Asphalt Rundown, 1978
A truck tips a load of asphalt down a gravelly hillside. The sticky black substance creates a dark shadowy stain. With relatively little control over the form that the finished work takes, the artist’s role is that of an instigator. Although earlier in the decade he had produced Minimalist-type sculpture, with Asphalt Rundown Smithson signaled his position as an innovator of Land art. Unlike gallery exhibited art objects (which could be readily moved) these large-scale works were site specific. Since Land artists tended to work with natural materials in locations far from the urban centers of the contemporary art world, most viewers experience these often-temporary works though the non-site medium of photography. In the same year that Asphalt Rundown was completed, the artist started construction of his most iconic “earthwork,” Spiral Jetty. Smithson was tragically killed in a plane crash whilst inspecting one of his works in 1973.
Slavery! Slavery!, 1997
The complete title of this work is Slavery! Slavery! Presenting a GRAND and LIFELIKE Panoramic Journey into the Picturesque South. Slavery of ‘Life at “Ol” Virginny’s Hole” (sketches from Plantation Life)’. See the Peculiar Institution as Never Before! All Cut from Black Paper by the Able Hand of Kara Elizabeth Walker, an Emancipated Negress and Leader of her Cause.

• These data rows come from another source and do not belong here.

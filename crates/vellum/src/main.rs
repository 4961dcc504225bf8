use anyhow::{Context, Result};
use clap::Parser;
use env_logger::Env;
use log::info;
use std::path::Path;
use vellum_lib::cli::commands::{Cli, Commands, ConfigAction};
use vellum_lib::model::{ids, Ace, Acl, AclPropagation, BaseType, ContentStream, VersioningState};
use vellum_lib::view::ViewOptions;
use vellum_lib::{
    CallContext, CheckInRequest, CreateRequest, RepositoryRegistry, RepositoryService,
    VellumConfig,
};

fn main() -> Result<()> {
    let cli = Cli::parse();

    // Initialize logger with specified or default log level
    let env = match cli.log_level {
        Some(ref log_level) => Env::default().filter_or("RUST_LOG", log_level),
        None => Env::default().filter_or("RUST_LOG", "info"),
    };
    env_logger::init_from_env(env);

    let config_path = cli.config.clone().unwrap_or_else(VellumConfig::default_path);

    match cli.command {
        Commands::Config { action } => match action {
            ConfigAction::Show => cmd_config_show(&config_path)?,
            ConfigAction::Init { path, force } => {
                cmd_config_init(path.as_deref().unwrap_or(&config_path), force)?
            }
        },
        Commands::Demo { repository, user } => {
            cmd_demo(&config_path, repository.as_deref(), &user)?;
        }
    }

    Ok(())
}

fn load_config(path: &Path) -> Result<VellumConfig> {
    VellumConfig::load_or_default(path)
        .with_context(|| format!("Failed to load configuration from {:?}", path))
}

/// Print the effective configuration
fn cmd_config_show(path: &Path) -> Result<()> {
    let config = load_config(path)?;
    if path.exists() {
        println!("# {}", path.display());
    } else {
        println!("# {} (not found, showing defaults)", path.display());
    }
    print!("{}", config.to_toml_string()?);
    Ok(())
}

/// Write the default configuration
fn cmd_config_init(path: &Path, force: bool) -> Result<()> {
    if path.exists() && !force {
        return Err(anyhow::anyhow!(
            "Configuration already exists: {:?}\nUse --force to overwrite it",
            path
        ));
    }
    VellumConfig::default()
        .save(path)
        .with_context(|| format!("Failed to write configuration to {:?}", path))?;
    info!("Wrote default configuration to {:?}", path);
    println!("✓ Configuration written to {}", path.display());
    Ok(())
}

/// Build a small tree in memory and print it with effective ACLs
fn cmd_demo(path: &Path, repository: Option<&str>, user: &str) -> Result<()> {
    let config = load_config(path)?;
    let registry =
        RepositoryRegistry::from_config(&config).context("Failed to open repositories")?;
    let repository_id = match repository {
        Some(id) => id.to_string(),
        None => registry
            .ids()
            .next()
            .map(String::from)
            .ok_or_else(|| anyhow::anyhow!("No repository configured"))?,
    };
    let service = registry
        .get(&repository_id)
        .with_context(|| format!("Unknown repository: {}", repository_id))?;
    let ctx = CallContext::new(user);
    let root = service.root_folder_id().to_string();

    let projects = service
        .create(&ctx, CreateRequest::new("cmis:folder", "projects").in_folder(&root))
        .context("Failed to create folder")?;
    let private = service
        .create(&ctx, CreateRequest::new("cmis:folder", "private").in_folder(&projects.id))
        .context("Failed to create folder")?;
    service
        .apply_acl(
            &ctx,
            &private.id,
            &[Ace::new(user, ["cmis:all"])],
            AclPropagation::Propagate,
            Some(false),
        )
        .context("Failed to apply ACL")?;

    let readme = service
        .create(
            &ctx,
            CreateRequest::new("cmis:document", "readme.txt")
                .in_folder(&projects.id)
                .with_stream(ContentStream::new("text/plain", "first draft"))
                .with_versioning_state(VersioningState::Major),
        )
        .context("Failed to create document")?;
    let pwc = service.check_out(&ctx, &readme.id).context("Failed to check out")?;
    service
        .check_in(
            &ctx,
            &pwc.id,
            CheckInRequest::minor()
                .with_stream(ContentStream::new("text/plain", "second draft"))
                .with_comment("demo edit"),
            Some(&pwc.revision_token),
        )
        .context("Failed to check in")?;
    service
        .create(&ctx, CreateRequest::new("cmis:document", "notes.txt").in_folder(&private.id))
        .context("Failed to create document")?;

    println!("Repository {} as {}", service.id(), user);
    println!("/ {}", format_acl(&service.get_acl(&ctx, &root)?));
    print_tree(&service, &ctx, &root, 1)?;
    Ok(())
}

fn print_tree(
    service: &RepositoryService,
    ctx: &CallContext,
    folder_id: &str,
    depth: usize,
) -> Result<()> {
    for child in service.get_children(ctx, folder_id, &ViewOptions::default())? {
        let name = child.name().unwrap_or("?");
        let label = child
            .properties
            .get_str(ids::VERSION_LABEL)
            .map(|l| format!(" v{}", l))
            .unwrap_or_default();
        let acl = service.get_acl(ctx, &child.id)?;
        println!(
            "{}{} [{}]{} {}",
            "  ".repeat(depth),
            name,
            child.base_type,
            label,
            format_acl(&acl)
        );
        if child.base_type == BaseType::Folder {
            print_tree(service, ctx, &child.id, depth + 1)?;
        }
    }
    Ok(())
}

fn format_acl(acl: &Acl) -> String {
    let entries: Vec<String> = acl
        .aces
        .iter()
        .map(|ace| {
            let permissions: Vec<&str> = ace.permissions.iter().map(String::as_str).collect();
            let origin = if ace.direct { "" } else { " (inherited)" };
            format!("{}={}{}", ace.principal_id, permissions.join("+"), origin)
        })
        .collect();
    format!("{{{}}}", entries.join(", "))
}
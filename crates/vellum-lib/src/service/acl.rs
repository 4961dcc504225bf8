use log::info;

use super::RepositoryService;
use crate::acl::{local_acl_from_request, Action, CallContext};
use crate::error::RepositoryResult;
use crate::model::{Ace, Acl, AclPropagation};
use crate::validation;

impl RepositoryService {
    /// Effective ACL of `id` with principals in display form.
    pub fn get_acl(&self, ctx: &CallContext, id: &str) -> RepositoryResult<Acl> {
        let id = validation::invalid_argument_required("objectId", Some(id))?;
        let _guard = self.locks.read_lock(&self.config.id, id);
        let content = self.load(id)?;
        let acl = self.check_permission(ctx, &content, Action::GetAcl)?;
        Ok(self.aliases().display_acl(&acl))
    }

    /// Replace the local ACL of `id`.
    ///
    /// `inherited` sets whether the object keeps inheriting from its parent;
    /// `None` turns inheritance on. Cached views of descendants that inherit
    /// from `id` are dropped. Returns the new effective ACL in display form.
    pub fn apply_acl(
        &self,
        ctx: &CallContext,
        id: &str,
        aces: &[Ace],
        propagation: AclPropagation,
        inherited: Option<bool>,
    ) -> RepositoryResult<Acl> {
        let id = validation::invalid_argument_required("objectId", Some(id))?;
        let locks = {
            let current = self.fetch(id)?;
            self.lock_content(&current)
        };

        let mut content = self.fetch(id)?;
        let type_def = self.type_def(&content.object_type_id)?;
        validation::constraint_controllable_acl(&type_def)?;
        self.check_permission(ctx, &content, Action::ApplyAcl)?;

        content.acl = local_acl_from_request(aces, propagation, self.aliases());
        content.acl_inherited = inherited.unwrap_or(true);
        content.touch(&ctx.user);
        let updated = self.store.update(content)?;

        self.invalidate_with_series(&updated)?;
        if updated.is_folder() {
            let descendants = self.inheriting_descendants(&updated.id)?;
            self.caches
                .invalidate_all(descendants.iter().map(String::as_str));
        }
        drop(locks);
        info!(
            "{} applied {} ACEs to {} (inherited: {})",
            ctx.user,
            updated.acl.aces.len(),
            updated.id,
            updated.acl_inherited
        );

        let acl = self.effective_acl_of(&updated)?;
        Ok(self.aliases().display_acl(&acl))
    }
}

#[cfg(test)]
mod tests {
    use std::sync::Arc;

    use super::*;
    use crate::config::RepositoryConfig;
    use crate::lock::LockCoordinator;
    use crate::model::Permission;
    use crate::service::CreateRequest;
    use crate::storage::MemoryStore;
    use crate::types::InMemoryTypeRegistry;

    fn service() -> RepositoryService {
        RepositoryService::open(
            RepositoryConfig::new("acl-test"),
            Arc::new(MemoryStore::new()),
            Arc::new(InMemoryTypeRegistry::new()),
            Arc::new(LockCoordinator::new()),
        )
        .unwrap()
    }

    #[test]
    fn test_apply_then_get_round_trips_display_principals() {
        let service = service();
        let admin = CallContext::new("admin");
        let folder = service
            .create(&admin, CreateRequest::new("cmis:folder", "shared").in_folder("root"))
            .unwrap();

        let applied = service
            .apply_acl(
                &admin,
                &folder.id,
                &[Ace::new("anyone", [Permission::Write.as_str()])],
                AclPropagation::Propagate,
                Some(false),
            )
            .unwrap();

        assert_eq!(applied.aces.len(), 1);
        assert_eq!(applied.aces[0].principal_id, "anyone");
        assert_eq!(service.get_acl(&admin, &folder.id).unwrap(), applied);

        let user = CallContext::new("alice");
        assert!(service.get_acl(&user, &folder.id).is_ok());
    }

    #[test]
    fn test_apply_requires_permission() {
        let service = service();
        let admin = CallContext::new("admin");
        let folder = service
            .create(&admin, CreateRequest::new("cmis:folder", "locked").in_folder("root"))
            .unwrap();

        let result = service.apply_acl(
            &CallContext::new("mallory"),
            &folder.id,
            &[Ace::new("mallory", ["cmis:all"])],
            AclPropagation::Propagate,
            None,
        );
        assert!(matches!(
            result,
            Err(crate::error::RepositoryError::PermissionDenied(_))
        ));
    }
}
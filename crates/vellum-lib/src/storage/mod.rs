//! Persistence collaborator.
//!
//! The service layer talks to the backing store only through
//! [`ContentStore`]. One store instance backs one repository.

use thiserror::Error;

use crate::model::{Attachment, Content, ContentStream, Rendition, VersionSeries};

mod memory;

pub use memory::MemoryStore;

#[derive(Error, Debug, Clone, PartialEq, Eq)]
pub enum StoreError {
    #[error("Not found: {0}")]
    NotFound(String),

    /// Stale revision token on update, or an id that already exists on create.
    #[error("Conflict on {0}")]
    Conflict(String),

    #[error("Storage I/O error: {0}")]
    Io(String),
}

pub type StoreResult<T> = Result<T, StoreError>;

/// A document-oriented backing store.
pub trait ContentStore: Send + Sync {
    fn get_content(&self, id: &str) -> StoreResult<Content>;

    /// Every content filed in `parent_id`, older document versions included.
    fn get_children(&self, parent_id: &str) -> StoreResult<Vec<Content>>;

    /// Relationships whose source or target is `object_id`.
    fn get_relationships(&self, object_id: &str) -> StoreResult<Vec<Content>>;

    /// Policies whose applied ids contain `object_id`.
    fn get_applied_policies(&self, object_id: &str) -> StoreResult<Vec<Content>>;

    /// Private working copies, limited to those filed in `folder_id` when
    /// one is given.
    fn get_checked_out_documents(&self, folder_id: Option<&str>) -> StoreResult<Vec<Content>>;

    /// Persist a new content.
    ///
    /// Assigns an id when `content.id` is empty, a fresh revision token and
    /// the creation/modification timestamps.
    fn create(&self, content: Content) -> StoreResult<Content>;

    /// Replace a content.
    ///
    /// `content.revision_token` must equal the stored token; a new one is
    /// assigned on success.
    fn update(&self, content: Content) -> StoreResult<Content>;

    fn delete(&self, id: &str) -> StoreResult<()>;

    fn get_version_series(&self, id: &str) -> StoreResult<VersionSeries>;

    fn create_version_series(&self, series: VersionSeries) -> StoreResult<VersionSeries>;

    fn update_version_series(&self, series: VersionSeries) -> StoreResult<VersionSeries>;

    fn delete_version_series(&self, id: &str) -> StoreResult<()>;

    /// Documents of a series, oldest first.
    fn get_versions(&self, series_id: &str) -> StoreResult<Vec<Content>>;

    /// Store `stream` and return its attachment ref.
    fn create_attachment(&self, stream: &ContentStream) -> StoreResult<String>;

    fn get_attachment(&self, attachment_ref: &str) -> StoreResult<Attachment>;

    fn append_attachment(&self, attachment_ref: &str, data: &[u8]) -> StoreResult<()>;

    /// Duplicate an attachment and return the ref of the copy.
    fn copy_attachment(&self, attachment_ref: &str) -> StoreResult<String>;

    fn delete_attachment(&self, attachment_ref: &str) -> StoreResult<()>;

    /// Store a rendition of kind `kind` carrying `stream`.
    fn create_rendition(
        &self,
        kind: &str,
        title: Option<&str>,
        stream: &ContentStream,
    ) -> StoreResult<Rendition>;

    fn get_rendition(&self, id: &str) -> StoreResult<Rendition>;

    fn get_rendition_stream(&self, id: &str) -> StoreResult<ContentStream>;

    /// Duplicate a rendition and return the copy.
    fn copy_rendition(&self, id: &str) -> StoreResult<Rendition>;

    fn delete_rendition(&self, id: &str) -> StoreResult<()>;
}
//! Structural type definitions consulted before create, update and
//! versioning operations.

use serde::{Deserialize, Serialize};

use super::content::BaseType;

#[derive(Debug, Clone, Copy, PartialEq, Eq, Serialize, Deserialize)]
pub enum ContentStreamAllowed {
    NotAllowed,
    Allowed,
    Required,
}

#[derive(Debug, Clone, PartialEq, Eq, Serialize, Deserialize)]
pub struct TypeDefinition {
    pub id: String,
    pub base_type: BaseType,
    /// `None` for the five base types.
    pub parent_type_id: Option<String>,
    pub versionable: bool,
    pub controllable_acl: bool,
    pub content_stream_allowed: ContentStreamAllowed,
    /// Default allowed child types for folders of this type; empty allows all.
    pub allowed_child_type_ids: Vec<String>,
}

impl TypeDefinition {
    /// The base type definition for `base`.
    pub fn base(base: BaseType) -> Self {
        let (versionable, content_stream_allowed) = match base {
            BaseType::Document => (true, ContentStreamAllowed::Allowed),
            _ => (false, ContentStreamAllowed::NotAllowed),
        };
        Self {
            id: base.type_id().to_string(),
            base_type: base,
            parent_type_id: None,
            versionable,
            controllable_acl: true,
            content_stream_allowed,
            allowed_child_type_ids: Vec::new(),
        }
    }

    /// A subtype inheriting the structural flags of `parent`.
    pub fn derived(id: &str, parent: &TypeDefinition) -> Self {
        Self {
            id: id.to_string(),
            parent_type_id: Some(parent.id.clone()),
            ..parent.clone()
        }
    }

    pub fn with_versionable(mut self, versionable: bool) -> Self {
        self.versionable = versionable;
        self
    }

    pub fn with_controllable_acl(mut self, controllable: bool) -> Self {
        self.controllable_acl = controllable;
        self
    }

    pub fn with_content_stream(mut self, allowed: ContentStreamAllowed) -> Self {
        self.content_stream_allowed = allowed;
        self
    }

    pub fn with_allowed_child_types<I, S>(mut self, ids: I) -> Self
    where
        I: IntoIterator<Item = S>,
        S: Into<String>,
    {
        self.allowed_child_type_ids = ids.into_iter().map(Into::into).collect();
        self
    }
}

The paper cutouts have a cartoon-like prettiness at first glance, until a closer look reveals a hellish world of sex, slavery, and sadism under a crescent moon and dripping Spanish moss. Racism dominates Walker’s work, and she draws inspiration from historical fiction, actual slave narratives, minstrel shows and other artists, such as Adrian Piper. Yet within the story that she tells, whether in cut-out silhouettes, drawings, or film, is a chaos of contradictory ideas. She plays with stereotypes, but the standard dualities – victim and predator, strong and weak, black and white – are unreliable and shifting, forcing the viewer to reconsider their own response.